Monday, February 6, 2012

Giants Win Super Bowl Articles - Buckeyes 2012 Recruiting Class

Congrats New York Giants
The MVP has to go to the Giants Punter, Weatherford!!!!!!





Bradshaw's Reluctant Touchdown puts to rest unusual Super Bowl
si.com

INDIANAPOLIS -- Call it The Reluctant Touchdown. Ahmad Bradshaw's awkward and unwilling flop into the end zone is part of Super Bowl lore now -- there with Rice-to-Montana, there with David Tyree's helmet catch, there with Lynn Swann's ballet, there with Mike Jones' tackle one-yard shy. Those moments defined their times. In many ways, The Reluctant Touchdown defines ours.
The situation was this: The New York Giants trailed New England by two with one minute, four seconds left. The Giants, however, were on the Patriots' 6-yard line -- it would be a 24-yard field goal from there. Lawrence Tynes, the Giants kicker, had not missed a kick of less than 30 yards (or an extra point) in four years. The Patriots had only one timeout left, meaning the Giants were more or less set up to take the lead with less than 20 seconds left; a New York victory was all but assured.
Then, we had perhaps the strangest play in Super Bowl history -- a touchdown the runner didn't want to score, a touchdown designed by the defensive coach, The Reluctant Touchdown that gave the Giants a 21-17 victory and capped off a dramatic, exciting and frustrating Super Bowl. What can you say? These are complicated times.
* * *
We had expected an extravaganza -- two great offenses, two statistically challenged defenses, a fast track inside a dome. What would be the score? People were predicting 35-31. Maybe higher. Points! Touchdowns! Hey, that's what this football season was all about, right? Offense. Passing. Spectacular touchdowns. Yes, it all pointed to a light show.

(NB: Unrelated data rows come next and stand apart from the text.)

use anyhow::Result;
use clap::Parser;

use barcarte::app::App;
use barcarte::cli::{print_catalog, print_completions, Cli, Commands};
use barcarte::config::{get_config_path, Config};
use barcarte::menu::Catalog;
use barcarte::styles::{init_theme, ThemeType};

/// Set up panic hook to restore terminal state on panic
fn setup_panic_hook() {
    let original_hook = std::panic::take_hook();
    std::panic::set_hook(Box::new(move |panic_info| {
        // Restore terminal state before handling panic
        // This ensures the terminal is usable after a panic
        let _ = crossterm::terminal::disable_raw_mode();
        let _ = crossterm::execute!(
            std::io::stdout(),
            crossterm::terminal::LeaveAlternateScreen,
            crossterm::event::DisableMouseCapture
        );
        // Call the original panic hook to show the panic message
        original_hook(panic_info);
    }));
}

fn main() -> Result<()> {
    let cli = Cli::parse();

    // Load config and apply CLI overrides
    let mut config = Config::load_or_create(&get_config_path())?;
    if let Some(menu) = cli.menu {
        config.menu_path = Some(menu);
    }
    if let Some(theme) = cli.theme {
        config.theme = theme;
    }
    if cli.no_colors {
        config.theme = "nocolor".to_string();
    }

    // Non-interactive commands don't need the TUI or logging setup
    match cli.command {
        Some(Commands::Completions { shell }) => {
            print_completions(shell);
            return Ok(());
        }
        Some(Commands::Show) => {
            let catalog = match &config.menu_path {
                Some(path) => Catalog::load(path)?,
                None => Catalog::builtin(),
            };
            print_catalog(&catalog);
            return Ok(());
        }
        None => {}
    }

    // Set up panic hook to restore terminal on panic
    setup_panic_hook();

    // Set up logging directory
    let log_dir = dirs::cache_dir()
        .unwrap_or_else(|| dirs::home_dir().unwrap_or_default())
        .join("barcarte");
    std::fs::create_dir_all(&log_dir)?;

    // Initialize tracing with file logging (the terminal belongs to the TUI)
    let filter = tracing_subscriber::EnvFilter::try_from_default_env()
        .unwrap_or_else(|_| tracing_subscriber::EnvFilter::new("info"));

    let file_appender = tracing_appender::rolling::never(&log_dir, "barcarte.log");
    let (non_blocking, guard) = tracing_appender::non_blocking(file_appender);

    tracing_subscriber::fmt()
        .with_env_filter(filter)
        .with_target(false)
        .with_writer(non_blocking)
        .with_ansi(false) // Disable ANSI colors in file
        .init();

    init_theme(config.theme.parse::<ThemeType>().unwrap_or_default());

    let mut app = App::new(config)?;
    let result = app.run();

    // Restore terminal state on normal exit
    // (panic hook handles panics)
    drop(guard);

    result
}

There was an Indianapolis light show at halftime when Madonna turned the football field into a Lite Brite set -- it was really quite dazzling. But the game itself lacked color and brilliance. And that's hard to explain even now, even after the game ended. Everything in the game pointed to offensive spectacle. The defenses didn't exactly stop the offenses, not really. Both quarterbacks -- Tom Brady and Eli Manning -- had good days. There wasn't too much pressure on either one of them for most of the game. Both teams ran the ball pretty well. There was only one turnover in the game, and it was an interception thrown way downfield.
So why didn't we get a free-for-all? Like I say: It's sort of hard to explain. Things just seemed to happen ... and not happen. For instance, Tom Brady's first pass of the game was a long pass down the middle to absolutely nobody. This was inconvenient because Brady happened to be standing in his own end zone when he threw that pass. After an interminable referee meeting it was called intentional grounding and a safety.

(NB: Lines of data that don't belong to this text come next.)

#[cfg(test)]
mod tests {
    use super::*;

    fn ms(n: u64) -> Duration {
        Duration::from_millis(n)
    }

    fn controller() -> (ToastController, Instant) {
        (ToastController::default(), Instant::now())
    }

    #[test]
    fn starts_idle_with_no_deadlines() {
        let (toast, _) = controller();
        assert_eq!(toast.phase(), Phase::Idle);
        assert_eq!(toast.message(), "");
        assert_eq!(toast.drag_offset(), 0.0);
        assert!(toast.next_deadline().is_none());
    }

    #[test]
    fn full_lifecycle_without_interaction() {
        let (mut toast, t0) = controller();
        toast.notify_at(t0, "Margarita added to the cart");

        assert_eq!(toast.phase(), Phase::Visible);
        assert_eq!(toast.message(), "Margarita added to the cart");

        toast.tick(t0 + ms(3999));
        assert_eq!(toast.phase(), Phase::Visible);

        toast.tick(t0 + ms(4000));
        assert_eq!(toast.phase(), Phase::Hiding);

        toast.tick(t0 + ms(5999));
        assert_eq!(toast.phase(), Phase::Hiding);

        toast.tick(t0 + ms(6000));
        assert_eq!(toast.phase(), Phase::Idle);
        assert_eq!(toast.message(), "");
        assert!(toast.next_deadline().is_none());
    }

    #[test]
    fn second_notify_supersedes_first() {
        let (mut toast, t0) = controller();
        toast.notify_at(t0, "A");
        toast.notify_at(t0 + ms(100), "B");

        assert_eq!(toast.message(), "B");

        // A's original hide deadline must not cause a transition.
        toast.tick(t0 + ms(4000));
        assert_eq!(toast.phase(), Phase::Visible);
        assert_eq!(toast.message(), "B");

        // B's schedule runs measured from the second call.
        toast.tick(t0 + ms(4100));
        assert_eq!(toast.phase(), Phase::Hiding);
        toast.tick(t0 + ms(6100));
        assert_eq!(toast.phase(), Phase::Idle);
    }

    #[test]
    fn repeat_notify_restarts_the_schedule() {
        let (mut toast, t0) = controller();
        toast.notify_at(t0, "same");
        toast.notify_at(t0 + ms(1000), "same");

        toast.tick(t0 + ms(4999));
        assert_eq!(toast.phase(), Phase::Visible);
        toast.tick(t0 + ms(5000));
        assert_eq!(toast.phase(), Phase::Hiding);
        toast.tick(t0 + ms(7000));
        assert_eq!(toast.phase(), Phase::Idle);
    }

    #[test]
    fn drag_suspends_both_deadlines() {
        let (mut toast, t0) = controller();
        toast.notify_at(t0, "X");

        assert!(toast.drag_begin(t0 + ms(1000), 5.0));
        assert_eq!(toast.phase(), Phase::Dragging);
        assert!(toast.next_deadline().is_none());

        // Nothing fires while the finger is down, no matter how long.
        toast.tick(t0 + ms(60_000));
        assert_eq!(toast.phase(), Phase::Dragging);
    }

    #[test]
    fn release_below_threshold_resumes_countdown() {
        let (mut toast, t0) = controller();
        toast.notify_at(t0, "X");

        // Drag starts at t=3000 with 1000ms of display time left.
        assert!(toast.drag_begin(t0 + ms(3000), 10.0));
        toast.drag_update(40.0); // offset 30, below threshold
        assert_eq!(toast.drag_end(t0 + ms(3500)), DragRelease::Resumed);
        assert_eq!(toast.phase(), Phase::Visible);
        assert_eq!(toast.drag_offset(), 0.0);

        // Hide fires 1000ms after release, not 4000ms.
        toast.tick(t0 + ms(4499));
        assert_eq!(toast.phase(), Phase::Visible);
        toast.tick(t0 + ms(4500));
        assert_eq!(toast.phase(), Phase::Hiding);

        // Cleanup likewise resumes: 3000ms remained at drag start.
        toast.tick(t0 + ms(6499));
        assert_eq!(toast.phase(), Phase::Hiding);
        toast.tick(t0 + ms(6500));
        assert_eq!(toast.phase(), Phase::Idle);
    }

    #[test]
    fn release_past_threshold_dismisses_fast() {
        let (mut toast, t0) = controller();
        toast.notify_at(t0, "X");

        assert!(toast.drag_begin(t0 + ms(500), 0.0));
        toast.drag_update(60.0);
        assert_eq!(toast.drag_end(t0 + ms(600)), DragRelease::Dismissed);
        assert_eq!(toast.phase(), Phase::Hiding);

        toast.tick(t0 + ms(899));
        assert_eq!(toast.phase(), Phase::Hiding);
        toast.tick(t0 + ms(900));
        assert_eq!(toast.phase(), Phase::Idle);
        assert_eq!(toast.message(), "");
    }

    #[test]
    fn threshold_is_exclusive() {
        let (mut toast, t0) = controller();
        toast.notify_at(t0, "X");

        toast.drag_begin(t0 + ms(100), 0.0);
        toast.drag_update(55.0); // exactly at the threshold: snap back
        assert_eq!(toast.drag_end(t0 + ms(200)), DragRelease::Resumed);
        assert_eq!(toast.phase(), Phase::Visible);
    }

    #[test]
    fn upward_motion_is_ignored() {
        let (mut toast, t0) = controller();
        toast.notify_at(t0, "X");

        toast.drag_begin(t0 + ms(100), 50.0);
        toast.drag_update(10.0);
        assert_eq!(toast.drag_offset(), 0.0);
        assert_eq!(toast.opacity(), 1.0);
    }

    #[test]
    fn hiding_toast_is_still_draggable() {
        let (mut toast, t0) = controller();
        toast.notify_at(t0, "X");
        toast.tick(t0 + ms(4000));
        assert_eq!(toast.phase(), Phase::Hiding);

        assert!(toast.drag_begin(t0 + ms(4100), 0.0));
        toast.drag_update(100.0);
        assert_eq!(toast.drag_end(t0 + ms(4200)), DragRelease::Dismissed);

        toast.tick(t0 + ms(4500));
        assert_eq!(toast.phase(), Phase::Idle);
    }

    #[test]
    fn snap_back_from_hiding_resumes_with_no_display_time() {
        let (mut toast, t0) = controller();
        toast.notify_at(t0, "X");
        toast.tick(t0 + ms(4500));
        assert_eq!(toast.phase(), Phase::Hiding);

        // 1500ms of the hiding phase remain when the drag starts.
        assert!(toast.drag_begin(t0 + ms(4500), 0.0));
        toast.drag_update(20.0);
        assert_eq!(toast.drag_end(t0 + ms(4700)), DragRelease::Resumed);

        // Hide remainder was zero, so the very next tick goes back to
        // hiding; cleanup resumes its captured remainder.
        toast.tick(t0 + ms(4700));
        assert_eq!(toast.phase(), Phase::Hiding);
        toast.tick(t0 + ms(6199));
        assert_eq!(toast.phase(), Phase::Hiding);
        toast.tick(t0 + ms(6200));
        assert_eq!(toast.phase(), Phase::Idle);
    }

    #[test]
    fn gesture_events_outside_a_toast_are_no_ops() {
        let (mut toast, t0) = controller();

        assert!(!toast.drag_begin(t0, 0.0));
        toast.drag_update(100.0);
        assert_eq!(toast.drag_end(t0), DragRelease::NotDragging);
        assert_eq!(toast.phase(), Phase::Idle);
        assert_eq!(toast.drag_offset(), 0.0);
    }

    #[test]
    fn drag_update_outside_a_drag_is_a_no_op() {
        let (mut toast, t0) = controller();
        toast.notify_at(t0, "X");
        toast.drag_update(500.0);
        assert_eq!(toast.drag_offset(), 0.0);
        assert_eq!(toast.phase(), Phase::Visible);
    }

    #[test]
    fn notify_during_drag_abandons_the_gesture() {
        let (mut toast, t0) = controller();
        toast.notify_at(t0, "A");
        toast.drag_begin(t0 + ms(1000), 0.0);
        toast.drag_update(40.0);

        toast.notify_at(t0 + ms(1500), "B");
        assert_eq!(toast.phase(), Phase::Visible);
        assert_eq!(toast.message(), "B");
        assert_eq!(toast.drag_offset(), 0.0);

        // Fresh schedule measured from the new call.
        toast.tick(t0 + ms(5500));
        assert_eq!(toast.phase(), Phase::Hiding);
    }

    #[test]
    fn opacity_fades_linearly_with_drag_distance() {
        let (mut toast, t0) = controller();
        toast.notify_at(t0, "X");
        assert_eq!(toast.opacity(), 1.0);

        toast.drag_begin(t0 + ms(100), 0.0);
        toast.drag_update(90.0);
        assert!((toast.opacity() - 0.5).abs() < f32::EPSILON);

        toast.drag_update(180.0);
        assert_eq!(toast.opacity(), 0.0);

        toast.drag_update(400.0); // floored at zero, never negative
        assert_eq!(toast.opacity(), 0.0);
    }

    #[test]
    fn hide_is_never_scheduled_after_cleanup() {
        let (mut toast, t0) = controller();
        toast.notify_at(t0, "X");

        let hide = toast.hide_at.at().unwrap();
        let cleanup = toast.cleanup_at.at().unwrap();
        assert!(hide < cleanup);

        // The ordering survives a pause and resume.
        toast.drag_begin(t0 + ms(1200), 0.0);
        toast.drag_end(t0 + ms(2000));
        let hide = toast.hide_at.at().unwrap();
        let cleanup = toast.cleanup_at.at().unwrap();
        assert!(hide <= cleanup);
    }

    #[test]
    fn next_deadline_reports_the_earliest_transition() {
        let (mut toast, t0) = controller();
        assert!(toast.next_deadline().is_none());

        toast.notify_at(t0, "X");
        assert_eq!(toast.next_deadline(), Some(t0 + ms(4000)));

        toast.tick(t0 + ms(4000));
        assert_eq!(toast.next_deadline(), Some(t0 + ms(6000)));
    }

    #[test]
    fn deadline_remaining_saturates_at_zero() {
        let t0 = Instant::now();
        let mut d = Deadline::default();
        assert!(d.remaining(t0).is_none());
        assert!(!d.is_due(t0));

        d.schedule(t0 + ms(100));
        assert_eq!(d.remaining(t0), Some(ms(100)));
        assert_eq!(d.remaining(t0 + ms(500)), Some(Duration::ZERO));
        assert!(d.is_due(t0 + ms(100)));

        d.cancel();
        assert!(!d.is_due(t0 + ms(500)));
        assert!(!d.is_scheduled());
    }

    #[test]
    fn custom_timings_are_respected() {
        let timings = ToastTimings {
            display: ms(1000),
            linger: ms(500),
            fast_dismiss: ms(50),
            dismiss_threshold: 10.0,
            fade_distance: 40.0,
        };
        let mut toast = ToastController::new(timings);
        let t0 = Instant::now();

        toast.notify_at(t0, "X");
        toast.tick(t0 + ms(1000));
        assert_eq!(toast.phase(), Phase::Hiding);
        toast.tick(t0 + ms(1500));
        assert_eq!(toast.phase(), Phase::Idle);

        toast.notify_at(t0 + ms(2000), "Y");
        toast.drag_begin(t0 + ms(2100), 0.0);
        toast.drag_update(11.0);
        assert_eq!(toast.drag_end(t0 + ms(2200)), DragRelease::Dismissed);
        toast.tick(t0 + ms(2250));
        assert_eq!(toast.phase(), Phase::Idle);
    }
}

The Giants promptly followed up with a 78-yard drive -- Giants quarterback Eli Manning hit all five of his passes, including the touchdown pass to Victor Cruz. Salsa dance! Yes, this was what we had expected. The Patriots actually forced a fumble two plays before the touchdown, but it was nullified because they also had 12 men on the field. The Patriots looked very much out of sorts. The Giants led 9-0. And then, for some reason, they would not score for the rest of the half.

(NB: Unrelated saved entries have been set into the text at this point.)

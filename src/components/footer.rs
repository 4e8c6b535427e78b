use crate::styles::theme;
use anyhow::Result;
use ratatui::prelude::*;
use ratatui::widgets::{Block, Borders, Paragraph};

/// Common footer component showing key hints.
pub struct Footer;

impl Footer {
    /// Render a footer with the given hint text.
    ///
    /// Hints are separated with " | " and each "label: keys" pair gets the
    /// label/keys coloring.
    ///
    /// # Returns
    /// The height used (2 lines: 1 for border, 1 for text)
    pub fn render(frame: &mut Frame, area: Rect, text: &str) -> Result<u16> {
        let t = theme();
        let parts: Vec<&str> = text.split(" | ").collect();
        let mut spans = Vec::new();

        for (i, part) in parts.iter().enumerate() {
            if i > 0 {
                spans.push(Span::styled(" | ", t.muted_style()));
            }

            if let Some((label, keys)) = part.split_once(": ") {
                spans.push(Span::styled(
                    format!("{}: ", label),
                    t.title_style(),
                ));
                spans.push(Span::styled(
                    keys,
                    t.tab_active_style(),
                ));
            } else {
                spans.push(Span::styled(*part, t.text_style()));
            }
        }

        let footer_block = Block::default()
            .borders(Borders::TOP)
            .border_style(t.border_focused_style())
            .border_type(ratatui::widgets::BorderType::Rounded);

        let footer_inner = footer_block.inner(area);
        let footer = Paragraph::new(Line::from(spans)).alignment(Alignment::Center);

        frame.render_widget(footer_block, area);
        frame.render_widget(footer, footer_inner);

        Ok(2)
    }
}
use crate::cart::Cart;
use crate::components::{Component, ComponentAction, Footer, Header, MenuBoardComponent};
use crate::config::Config;
use crate::menu::Catalog;
use crate::toast::{DragRelease, ToastController};
use crate::tui::Tui;
use crate::widgets::{toast_area, ToastWidget, CELL_POINTS};
use anyhow::Result;
use crossterm::event::{Event, MouseButton, MouseEvent, MouseEventKind};
use ratatui::layout::{Constraint, Direction, Layout, Rect};
use std::time::{Duration, Instant};
use tracing::{debug, info};

const FOOTER_HINTS: &str =
    "Tabs: ←/→ | Browse: ↑/↓ | Add: Enter | Dismiss toast: drag it down | Quit: q";

/// Main application state
pub struct App {
    tui: Tui,
    catalog_board: MenuBoardComponent,
    cart: Cart,
    toast: ToastController,
    should_quit: bool,
    /// Whether the current mouse drag started on the toast surface
    dragging_toast: bool,
    /// Screen area from the last draw, for toast hit-testing
    last_area: Rect,
}

impl App {
    pub fn new(config: Config) -> Result<Self> {
        let catalog = match &config.menu_path {
            Some(path) => Catalog::load(path)?,
            None => Catalog::builtin(),
        };
        info!(
            categories = catalog.len(),
            custom_menu = config.menu_path.is_some(),
            "Loaded menu catalog"
        );

        let tui = Tui::new()?;
        let toast = ToastController::new(config.toast.timings());

        Ok(Self {
            tui,
            catalog_board: MenuBoardComponent::new(catalog),
            cart: Cart::new(),
            toast,
            should_quit: false,
            dragging_toast: false,
            last_area: Rect::default(),
        })
    }

    pub fn run(&mut self) -> Result<()> {
        self.tui.enter()?;

        // Main event loop
        loop {
            let now = Instant::now();
            self.toast.tick(now);
            self.draw()?;

            if self.should_quit {
                break;
            }

            if let Some(event) = self.tui.poll_event(self.poll_timeout(now))? {
                self.handle_event(event)?;
            }
        }

        self.tui.exit()?;
        Ok(())
    }

    /// Poll timeout for the next loop iteration: wake up for the toast's
    /// next scheduled transition instead of blindly every 250ms.
    fn poll_timeout(&self, now: Instant) -> Duration {
        let default = Duration::from_millis(250);
        match self.toast.next_deadline() {
            Some(deadline) => deadline
                .saturating_duration_since(now)
                .clamp(Duration::from_millis(10), default),
            None => default,
        }
    }

    fn draw(&mut self) -> Result<()> {
        let cart_count = self.cart.count();
        let board = &mut self.catalog_board;
        let toast = &self.toast;
        let last_area = &mut self.last_area;

        self.tui.terminal_mut().draw(|frame| {
            let area = frame.area();
            *last_area = area;

            let chunks = Layout::default()
                .direction(Direction::Vertical)
                .constraints([
                    Constraint::Length(3),
                    Constraint::Min(0),
                    Constraint::Length(2),
                ])
                .split(area);

            let _ = Header::render(frame, chunks[0], "Rady's Bar — Digital Menu", cart_count);
            let _ = board.render(frame, chunks[1]);
            let _ = Footer::render(frame, chunks[2], FOOTER_HINTS);

            // Toast overlays everything, bottom-right.
            frame.render_widget(ToastWidget::new(toast), area);
        })?;
        Ok(())
    }

    fn handle_event(&mut self, event: Event) -> Result<()> {
        let now = Instant::now();

        // Mouse input over the toast drives the swipe gesture; everything
        // else belongs to the menu board.
        if let Event::Mouse(mouse) = &event {
            if self.handle_toast_gesture(now, *mouse) {
                return Ok(());
            }
        }

        let action = self.catalog_board.handle_event(event)?;
        match action {
            ComponentAction::AddItem(item) => {
                let count = self.cart.add(item.clone());
                info!(item = %item.name, cart_count = count, "Added item to cart");
                self.toast
                    .notify_at(now, format!("{} added to the cart", item.name));
            }
            ComponentAction::Quit => {
                self.should_quit = true;
            }
            ComponentAction::Update | ComponentAction::None => {}
        }
        Ok(())
    }

    /// Route a mouse event to the toast gesture if it belongs there.
    /// Returns true when the event was consumed.
    fn handle_toast_gesture(&mut self, now: Instant, mouse: MouseEvent) -> bool {
        match mouse.kind {
            MouseEventKind::Down(MouseButton::Left) => {
                if !self.toast.is_active() {
                    return false;
                }
                let surface = toast_area(self.last_area, self.toast.drag_offset());
                let on_toast = mouse.column >= surface.x
                    && mouse.column < surface.x + surface.width
                    && mouse.row >= surface.y
                    && mouse.row < surface.y + surface.height;
                if !on_toast {
                    return false;
                }
                self.dragging_toast = self.toast.drag_begin(now, row_to_points(mouse.row));
                self.dragging_toast
            }
            MouseEventKind::Drag(MouseButton::Left) if self.dragging_toast => {
                self.toast.drag_update(row_to_points(mouse.row));
                true
            }
            MouseEventKind::Up(MouseButton::Left) if self.dragging_toast => {
                self.dragging_toast = false;
                let release = self.toast.drag_end(now);
                debug!(?release, "Toast drag released");
                if release == DragRelease::Dismissed {
                    info!("Toast dismissed by swipe");
                }
                true
            }
            _ => false,
        }
    }
}

/// Terminal rows to gesture points, so the drag thresholds keep their
/// intended physical feel.
fn row_to_points(row: u16) -> f32 {
    f32::from(row) * CELL_POINTS
}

The Patriots also stopped and started. Brady looked confused or exhausted or, well, something throughout the first quarter. Maybe it just took him a while to unwind. He did get hot at the end of the half. He led the Patriots on a 96-yard drive. He hit all 10 of his passes. The Patriots led 10-9 at halftime.
And once again, it felt like the show was about to begin. Brady came out hot in the second half ... he hit six more passes in a row and and led New England on an 79-yard touchdown drive. The drive looked so easy. The Patriots led 17-9. And then, for some reason, they would not score again the rest of the game.
Legacy Impact of Super Bowl XLVI
Source: SISI.com's Maggie Gray and Jim Trotter discuss the impact Super Bowl XLVI had on the legacies of Coughlin, Belichick, Brady and Manning. It was just weird. Maybe it came down to this: Both defenses seemed to follow the sound reasoning that their only shot was to prevent big plays. They were more than willing to allow the offenses to methodically plod down the field, short pass after short pass, hard run after hard run, but they were unwilling to blitz or take big chances or try to force the action. Both defenses leaned their backs against the ropes and covered up. There were no fumbles recovered by the other team. There weren't many passes broken up; no near interceptions except for the one Brady heaved downfield. It was like slogging in mud.
Pro football is unquestionably bigger, stronger, faster, smarter than it has ever been. The athletes are incredible. The strategies are mind-blowing. But something about this Super Bowl felt mechanical. The crowd seemed subdued. The quarterbacks dumped off a lot of short passes. The game just never quite seemed to take off.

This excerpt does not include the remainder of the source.